5. Lima

629 163 90
                                    

"Chandra, ibu minta tolong sampaikan informasi ini ke Hira Hermosa, siswi Nusantara High School  oke?" titah seorang guru sebagai mata pelajaran matematika.

"Iya Bu, nanti saya sampaikan. Dan sebelumnya apa ibu punya nomor dia? Karena saya tidak punya."

Guru tersebut mengangguk. Lalu membuka stop map bersampul merah. Dan mulai mencari data seorang siswi yang bersangkutan. Ia memberikan 12 digit nomor kepada Chandra.

"Siap Bu, nanti saya sampaikan." katanya, meninggalkan kantor guru.

Dia mengeluarkan ponsel dari saku celananya. Membuka aplikasi WhatsApp dan menambahkan nomor yang diberikan kepadanya. Mengirimkannya pesan.

Hi, gue Chandra anak Sastra High School. Ada yg mau gue omongin soal olimpiade Math. Bisa ketemu di Coffe-ku dkt sekolah lo?

Mendapat jawaban setuju. Chandra langsung bergegas menuju ke kafe untuk membicarakan perihal olimpiade.

Aroma Coffe Espresso penuh di indera penciumannnya. Memandangi kendaraan berlalu lalang dari balkon kafe. Menunggu seseorang yang telah janji untuk bertemu. Sapaan akrab gadis berseragam sekolah menggunakan cardigan abu-abu membuyarkan lamunannya.

"Hai, ini Chandra bukan?"

Chandra menoleh ke arah suara yang menyapa dirinya. Menampilkan senyuman ramah kepadanya.

Terkejut. Apakah dia dibohongi oleh Cakra? Dengan menjadi seorang Chandra untuk bertemu di sini? Pasalnya laki-laki ini mirip dengan Cakra.
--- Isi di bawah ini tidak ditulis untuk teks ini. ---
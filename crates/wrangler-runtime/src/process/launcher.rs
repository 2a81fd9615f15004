//! Spawn seam used by the supervisor and the job registry.

use super::{LaunchSpec, ProcessError, ProcessHandle};

/// Starts processes.
///
/// Production code uses [`TokioLauncher`]. Tests wrap it to count or refuse
/// spawns.
pub trait ProcessLauncher: Send + Sync {
    fn launch(&self, spec: &LaunchSpec) -> Result<ProcessHandle, ProcessError>;
}

/// Spawns real child processes on the current tokio runtime.
#[derive(Debug, Clone, Copy, Default)]
pub struct TokioLauncher;

impl ProcessLauncher for TokioLauncher {
    fn launch(&self, spec: &LaunchSpec) -> Result<ProcessHandle, ProcessError> {
        ProcessHandle::spawn(spec)
    }
}
//! Terminal formatting helpers.

mod events;
mod tables;

pub use events::{describe_event, job_progress_bar};
pub use tables::{print_separator, truncate_string};
//! Command-line host for the wrangler orchestrator.
//!
//! `main.rs` parses arguments and dispatches to [`handlers`]. Every handler
//! receives a [`CliContext`] built by [`bootstrap`] and talks only to the
//! `Orchestrator` facade.

pub mod bootstrap;
pub mod commands;
pub mod config_commands;
pub mod handlers;
pub mod parser;
pub mod presentation;

pub use bootstrap::{CliContext, SettingsOverrides, bootstrap};
pub use commands::{Commands, DownloadCommand, ToolchainCommand};
pub use config_commands::ConfigCommand;
pub use parser::Cli;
"Iya gue Chandra, duduk sini." Chandra mempersilahkan Hira duduk tepat disebelahnya.

Hira menarik sedikit kursi di depannya untuk memberinya posisi yang nyaman untuk memposisikan diri. Menatap Chandra dari ujung kepala hingga ujung kaki. Dan ingin membenarkan.

"Beneran Chandra?"

Chandra terkekeh lalu mengangguk. "Tentu." To the point. Membahas soal olimpiade matematika yang diwejangkan gurunya.

"Jadi gini, karena lo tahun lalu jadi juara olimpiade. Guru gue Bu Risma, menawarkan kerja sama. Dia mau lo ikut olimpiade lagi. Dan gue bakal bimbing lo." jelasnya.
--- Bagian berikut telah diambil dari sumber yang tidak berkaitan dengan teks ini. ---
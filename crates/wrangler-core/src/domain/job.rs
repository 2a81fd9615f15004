//! Background job identity and terminal outcomes.

use std::path::PathBuf;

use chrono::{DateTime, Utc};
use serde::{Deserialize, Serialize};
use uuid::Uuid;

/// Unique identifier of a background job.
#[derive(Debug, Clone, Copy, PartialEq, Eq, Hash, Serialize, Deserialize)]
#[serde(transparent)]
pub struct JobId(Uuid);

impl JobId {
    /// Generate a fresh job id.
    pub fn new() -> Self {
        Self(Uuid::new_v4())
    }

    /// Short form used in logs and listings.
    pub fn short(&self) -> String {
        self.0.simple().to_string()[..8].to_string()
    }
}

impl Default for JobId {
    fn default() -> Self {
        Self::new()
    }
}

impl std::fmt::Display for JobId {
    fn fmt(&self, f: &mut std::fmt::Formatter<'_>) -> std::fmt::Result {
        write!(f, "{}", self.0)
    }
}

impl std::str::FromStr for JobId {
    type Err = uuid::Error;

    fn from_str(s: &str) -> Result<Self, Self::Err> {
        Uuid::parse_str(s).map(Self)
    }
}

/// Kind of background job.
#[derive(Debug, Clone, Copy, PartialEq, Eq, Hash, Serialize, Deserialize)]
#[serde(rename_all = "lowercase")]
pub enum JobKind {
    /// Model acquisition through a download helper script.
    Download,
    /// Model re-encoding through the quantize binary.
    Quantize,
}

impl std::fmt::Display for JobKind {
    fn fmt(&self, f: &mut std::fmt::Formatter<'_>) -> std::fmt::Result {
        match self {
            Self::Download => f.write_str("download"),
            Self::Quantize => f.write_str("quantize"),
        }
    }
}

/// Terminal status of a job.
#[derive(Debug, Clone, Copy, PartialEq, Eq, Serialize, Deserialize)]
#[serde(rename_all = "lowercase")]
pub enum JobStatus {
    Succeeded,
    Failed,
    /// Terminated on request. Not an error.
    Cancelled,
}

/// Final report of a job, delivered exactly once.
#[derive(Debug, Clone, PartialEq, Eq, Serialize, Deserialize)]
#[serde(rename_all = "camelCase")]
pub struct JobOutcome {
    pub id: JobId,
    pub kind: JobKind,
    pub status: JobStatus,
    /// Human-readable failure message (only for `Failed`).
    pub message: Option<String>,
    /// Process exit code when one was observed.
    pub exit_code: Option<i32>,
}

impl JobOutcome {
    pub const fn succeeded(id: JobId, kind: JobKind) -> Self {
        Self {
            id,
            kind,
            status: JobStatus::Succeeded,
            message: None,
            exit_code: Some(0),
        }
    }

    pub fn failed(
        id: JobId,
        kind: JobKind,
        message: impl Into<String>,
        exit_code: Option<i32>,
    ) -> Self {
        Self {
            id,
            kind,
            status: JobStatus::Failed,
            message: Some(message.into()),
            exit_code,
        }
    }

    pub const fn cancelled(id: JobId, kind: JobKind, exit_code: Option<i32>) -> Self {
        Self {
            id,
            kind,
            status: JobStatus::Cancelled,
            message: None,
            exit_code,
        }
    }

    pub fn is_success(&self) -> bool {
        self.status == JobStatus::Succeeded
    }
}

/// Listing entry for a job that is still running.
#[derive(Debug, Clone, Serialize, Deserialize)]
#[serde(rename_all = "camelCase")]
pub struct JobSummary {
    pub id: JobId,
    pub kind: JobKind,
    /// URL, repository id, registry name or model path the job works on.
    pub target: String,
    /// Where the job is expected to write its result.
    pub output_path_hint: Option<PathBuf>,
    pub pid: u32,
    pub started_at: DateTime<Utc>,
}

#[cfg(test)]
mod tests {
    use super::*;

    #[test]
    fn job_ids_are_unique_and_parse_back() {
        let a = JobId::new();
        let b = JobId::new();
        assert_ne!(a, b);
        assert_eq!(a.to_string().parse::<JobId>().unwrap(), a);
        assert_eq!(a.short().len(), 8);
    }

    #[test]
    fn cancelled_is_not_success() {
        let outcome = JobOutcome::cancelled(JobId::new(), JobKind::Download, None);
        assert!(!outcome.is_success());
        assert!(outcome.message.is_none());
    }
}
"Berarti gue harus ikut lagi?" tanyanya setelah mendengar penjelasan Chandra.

"Iya, karena lo punya bakat dalam bidang ini. Dan kalau lo mau, lo bisa belajar bareng gue."

Hira mempertimbangkan pernyataan Chandra. Ia sangat ingin mengikuti banyak olimpiade agar mudah mendaftar di universitas yang diinginkannya.

"Oke, gue mau."

Mengangguk mendapat jawaban Hira. "Gue hubungin lo lagi kapan dan dimana kita mulai belajar."

Memicingkan mata. "Lo beneran Chandra kan? Ga nipu gue?" interogasinya, ia tidak yakin.

"Iya. Kenapa?" Ia kini bingung dengan pertanyaan Hira yang dari tadi tidak percaya bahwa dirinya adalah Chandra.

"Pernah ketemu orang yang persis kayak gue?" sambungnya.

"Gue punya kembaran."

Saudara kembar? Apakah Cakra bersaudara dengan Chandra? Ia membuang rasa penasarannya. Lagi pula, mengapa dia penasaran dengan Cakra dan Chandra.

"Hah?" tanyanya dengan wajah cengo.

Chandra terkekeh melihat raut wajahnya. "Lupain aja deh."

Hira berdecak kesal. Ia tidak paham dengan perkataan Chandra. Otaknya mendadak lemot.

Merasa tidak ada yang perlu dibicarakan lagi. Mereka berdua memilih untuk pulang.

Tidak lupa membayar total pesanan. Dan bertanya pada Hira. "Mau gue anter pulang?"